In the entries that follow, copy exactly each line from the first through the line with "pub async fn login(&self, username: &str, password: &str)".

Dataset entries
*** Begin section ***

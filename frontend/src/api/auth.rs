use taskhub_shared::protocol::{GetCurrentUser, UpdateCurrentUser};
use taskhub_shared::{LoginRequest, RegisterRequest, Token, User, UserUpdate};

use super::{ApiClient, Transport};
use crate::auth::CredentialStore;
use crate::error::ApiResult;

impl<T: Transport, C: CredentialStore> ApiClient<T, C> {
    /// POST /auth/login
    ///
    /// 只返回令牌，持久化由 store 的 login action 负责
    pub async fn login(&self, username: &str, password: &str) -> ApiResult<Token> {
        self.send(&LoginRequest {
            username: username.to_string(),
            password: password.to_string(),
        })
        .await
    }

    pub async fn register(&self, req: RegisterRequest) -> ApiResult<User> {
        self.send(&req).await
    }

    pub async fn current_user(&self) -> ApiResult<User> {
        self.send(&GetCurrentUser).await
    }

    pub async fn update_current_user(&self, update: UserUpdate) -> ApiResult<User> {
        self.send(&UpdateCurrentUser(update)).await
    }
}

#[cfg(test)]
mod tests {
    use crate::api::mock::mock_client;
    use serde_json::json;
    use taskhub_shared::protocol::HttpMethod;
    use taskhub_shared::{RegisterRequest, UserRole};

    #[tokio::test]
    async fn login_posts_credentials_as_json() {
        let (transport, api) = mock_client();
        transport.mock_json(
            HttpMethod::Post,
            "/api/auth/login",
            200,
            json!({"access_token": "jwt", "token_type": "bearer"}),
        );

        let token = api.login("alice", "secret").await.unwrap();

        assert_eq!(token.access_token, "jwt");
        assert_eq!(transport.calls(), ["POST /api/auth/login"]);
        assert_eq!(
            transport.last_json(),
            json!({"username": "alice", "password": "secret"})
        );
    }

    #[tokio::test]
    async fn register_returns_the_created_user() {
        let (transport, api) = mock_client();
        transport.mock_json(
            HttpMethod::Post,
            "/api/auth/register",
            200,
            json!({"id": 7, "username": "bob", "email": "b@x.io", "role": "user"}),
        );

        let user = api
            .register(RegisterRequest {
                username: "bob".into(),
                email: "b@x.io".into(),
                password: "pw".into(),
            })
            .await
            .unwrap();

        assert_eq!(user.id, 7);
        assert_eq!(user.role, UserRole::User);
        assert_eq!(transport.last_json()["email"], "b@x.io");
    }

    #[tokio::test]
    async fn current_user_is_read_from_users_me() {
        let (transport, api) = mock_client();
        transport.mock_json(
            HttpMethod::Get,
            "/api/users/me",
            200,
            json!({"id": 1, "username": "root", "email": "r@x.io", "role": "admin"}),
        );

        assert!(api.current_user().await.unwrap().is_admin());
    }
}
//! REST 服务层
//!
//! `client` 提供传输接缝和拦截器；其余每个子模块对应一种后端资源，
//! 以 `impl ApiClient` 的形式提供一一对应的请求方法。

pub mod client;
#[cfg(test)]
pub mod mock;

mod attachments;
mod auth;
mod categories;
mod comments;
mod reminders;
mod settings;
mod statistics;
mod tasks;
mod users;

pub use client::{ApiClient, Download, HttpRequest, HttpResponse, RequestBody, Transport};
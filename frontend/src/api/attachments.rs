use taskhub_shared::protocol::{DeleteAttachment, DownloadAttachment, FilePart, UploadAttachment};
use taskhub_shared::Attachment;

use super::{ApiClient, Download, Transport};
use crate::auth::CredentialStore;
use crate::error::ApiResult;

impl<T: Transport, C: CredentialStore> ApiClient<T, C> {
    /// multipart 上传，字段名为 `file`
    pub async fn upload_attachment(&self, task_id: i64, file: FilePart) -> ApiResult<Attachment> {
        self.send(&UploadAttachment { task_id, file }).await
    }

    /// 后端未给出文件名时使用附件记录中的名称
    pub async fn download_attachment(&self, attachment: &Attachment) -> ApiResult<Download> {
        self.download(
            &DownloadAttachment {
                task_id: attachment.task_id,
                attachment_id: attachment.id,
            },
            &attachment.filename,
        )
        .await
    }

    pub async fn delete_attachment(&self, task_id: i64, attachment_id: i64) -> ApiResult<bool> {
        self.send(&DeleteAttachment {
            task_id,
            attachment_id,
        })
        .await
    }
}

#[cfg(test)]
mod tests {
    use crate::api::RequestBody;
    use crate::api::mock::mock_client;
    use serde_json::json;
    use taskhub_shared::protocol::{FilePart, HttpMethod};

    fn file() -> FilePart {
        FilePart {
            filename: "notes.txt".into(),
            content_type: "text/plain".into(),
            bytes: b"hello".to_vec(),
        }
    }

    #[tokio::test]
    async fn upload_is_multipart_without_a_content_type() {
        let (transport, api) = mock_client();
        transport.mock_json(
            HttpMethod::Post,
            "/api/tasks/3/attachments",
            200,
            json!({"id": 11, "task_id": 3, "filename": "notes.txt", "file_path": "uploads/x", "size": 5}),
        );

        let attachment = api.upload_attachment(3, file()).await.unwrap();

        assert_eq!(attachment.size, Some(5));
        let req = transport.last_request().unwrap();
        assert_eq!(req.header("Content-Type"), None);
        assert_eq!(req.header("Authorization"), Some("Bearer test-token"));
        assert_eq!(
            req.body,
            RequestBody::Multipart {
                field: "file",
                file: file(),
            }
        );
    }

    #[tokio::test]
    async fn download_falls_back_to_the_attachment_name() {
        let (transport, api) = mock_client();
        transport.mock_raw(
            HttpMethod::Get,
            "/api/tasks/3/attachments/11",
            200,
            b"hello".to_vec(),
            None,
        );
        let attachment = serde_json::from_value(
            json!({"id": 11, "task_id": 3, "filename": "notes.txt", "file_path": "uploads/x"}),
        )
        .unwrap();

        let download = api.download_attachment(&attachment).await.unwrap();

        assert_eq!(download.filename, "notes.txt");
        assert_eq!(download.content_type, "application/octet-stream");
        assert_eq!(download.bytes, b"hello".to_vec());
    }

    #[tokio::test]
    async fn delete_by_task_and_id() {
        let (transport, api) = mock_client();
        transport.mock_json(HttpMethod::Delete, "/api/tasks/3/attachments/11", 200, json!(true));

        assert!(api.delete_attachment(3, 11).await.unwrap());
        assert_eq!(transport.calls(), ["DELETE /api/tasks/3/attachments/11"]);
    }
}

*** End section ***

(Your solution)
filename frontend/src/api/auth.rs
use taskhub_shared::protocol::{GetCurrentUser, UpdateCurrentUser};
use taskhub_shared::{LoginRequest, RegisterRequest, Token, User, UserUpdate};

use super::{ApiClient, Transport};
use crate::auth::CredentialStore;
use crate::error::ApiResult;

impl<T: Transport, C: CredentialStore> ApiClient<T, C> {
    /// POST /auth/login
    ///
    /// 只返回令牌，持久化由 store 的 login action 负责
    pub async fn login(&self, username: &str, password: &str) -> ApiResult<Token> {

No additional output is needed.